Investing in a heat pump is an important decision you should not make lightly. Whether you’re updating an old, inefficient HVAC system, or you’re building a home in New Orleans that’s being fitted with its very first heating and cooling system, it’s important to prepare your home before you make a purchase. By proceeding methodically you’ll wind up with a system you’ll enjoy for years. You may even be able to save some money on your purchase. Take these steps to get your Louisiana home ready for a heat pump.

Make energy-efficient improvements 

These might include ensuring proper insulation, installing Energy Star-qualified windows and sealing gaps and cracks in the home’s outer envelope. These improvements are very important, because they could allow you to purchase a smaller unit.¬†

Have a load calculation performed

With your efficiency improvements completed, have your contractor do a load calculation. This should not be a rule-of-thumb calculation, but instead one based on the industry-standard Manual J. This method factors in considerations such as square footage, home orientation, window size and efficiency, air infiltration, occupancy and climate. 

Size the system properly

A load calculation allows you to size your new heat pump accurately. When it comes to ideal efficiency and home comfort, bigger is not better. In fact, an oversized heat pump starts and stops more frequently, making it less efficient and putting undue stress on system components. The result is higher humidity, spiked energy bills and a heat pump that is likely to fail prematurely.

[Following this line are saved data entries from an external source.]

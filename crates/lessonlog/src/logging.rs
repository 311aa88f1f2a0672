//! Logging configuration for lessonlog.
//!
//! Logs go to stderr so that stdout carries only rendered views and
//! exported documents.

use tracing::Level;
use tracing_subscriber::{fmt, prelude::*, EnvFilter};

/// Verbosity level for logging output.
#[derive(Debug, Clone, Copy, PartialEq, Eq, Default)]
pub enum Verbosity {
    /// Errors only.
    Quiet,
    /// Warnings and above.
    #[default]
    Normal,
    /// Debug and above.
    Verbose,
    /// Everything.
    Trace,
}

impl Verbosity {
    /// Build a verbosity from the `-q` flag and the `-v` count.
    #[must_use]
    pub fn from_flags(quiet: bool, verbose: u8) -> Self {
        if quiet {
            return Self::Quiet;
        }
        match verbose {
            0 => Self::Normal,
            1 => Self::Verbose,
            _ => Self::Trace,
        }
    }

    /// Convert verbosity to tracing level filter.
    #[must_use]
    pub fn to_level_filter(&self) -> Level {
        match self {
            Self::Quiet => Level::ERROR,
            Self::Normal => Level::WARN,
            Self::Verbose => Level::DEBUG,
            Self::Trace => Level::TRACE,
        }
    }

    /// Default filter directive for this verbosity.
    #[must_use]
    pub fn directive(&self) -> String {
        format!("lessonlog={}", self.to_level_filter())
    }
}

/// Initialize the logging system.
///
/// `RUST_LOG` takes precedence over `verbosity` when set.
///
/// # Examples
///
/// ```no_run
/// use lessonlog::{init_logging, logging::Verbosity};
///
/// init_logging(Verbosity::Verbose);
/// ```
pub fn init_logging(verbosity: Verbosity) {
    let env_filter =
        EnvFilter::try_from_default_env().unwrap_or_else(|_| EnvFilter::new(verbosity.directive()));

    let subscriber = tracing_subscriber::registry().with(env_filter).with(
        fmt::layer()
            .with_writer(std::io::stderr)
            .with_target(true)
            .with_thread_ids(false)
            .with_file(false)
            .with_line_number(false),
    );

    // A subscriber may already be installed, e.g. by a test harness.
    let _ = subscriber.try_init();
}

/// Initialize logging for tests.
#[cfg(test)]
pub fn init_test_logging() {
    let _ = tracing_subscriber::fmt()
        .with_env_filter("warn")
        .with_test_writer()
        .try_init();
}
//! The domain record and its seed values.

pub mod record;
pub mod seed;

pub use record::{
    CounterGroup, ExperienceCone, Extracurricular, FormData, ResourceRooms, SchoolInfo,
    StrategyUsage,
};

On the other hand, an undersized heat pump can’t keep up with demand on the hottest, most humid Louisiana days, leaving you feeling uncomfortable despite a constantly running heat pump. The trick is to use an accurate load calculation to determine the ideal heat pump size for year-round comfort.

Install ductwork correctly

It may be necessary to tear out sections of poorly designed ductwork and replace them with shorter, properly sized runs. If you’re building a home, make sure your contractor keeps runs as short and straight as possible. Your contractor should never use an empty space in a wall in place of ductwork. If at all possible, have your contractor avoid running ductwork in any uninsulated space. If your home is older, insulate the ductwork in the uninsulated spaces.

Part of expert ductwork installation involves having return registers in every room. This keeps your home at a comfortable, even temperature and prevents pressure imbalances. Make sure the return registers are sized right so they don’t detract from the system’s efficiency.

Find a suitable location for your outside unit

Your new heat pump will have an outside unit. The location you choose for that unit will seriously affect your system’s efficiency. Look for a spot on the north or east side of your home. These sides are usually shaded by the house during the hottest parts of the day. If there’s no suitable location on these sides of your home, try to find an area on the south or west side that’s shaded in the late afternoon, when the heat pump works its hardest in the cooling season.

When you think you have a suitable spot, make sure it will be easy to keep foliage trimmed back. This ensures proper airflow and encourages the highest performance possible.

With all these issues taken care of, you can have your trusted and qualified professional do the HVAC installation. 

Run an air leakage test

With the new heat pump in place, have your contractor run an air-leakage test. This ensures that less than 10 percent of the system’s airflow is escaping through gaps and cracks in the ductwork. The ideal leakage rate of 5 percent or less is possible with careful workmanship.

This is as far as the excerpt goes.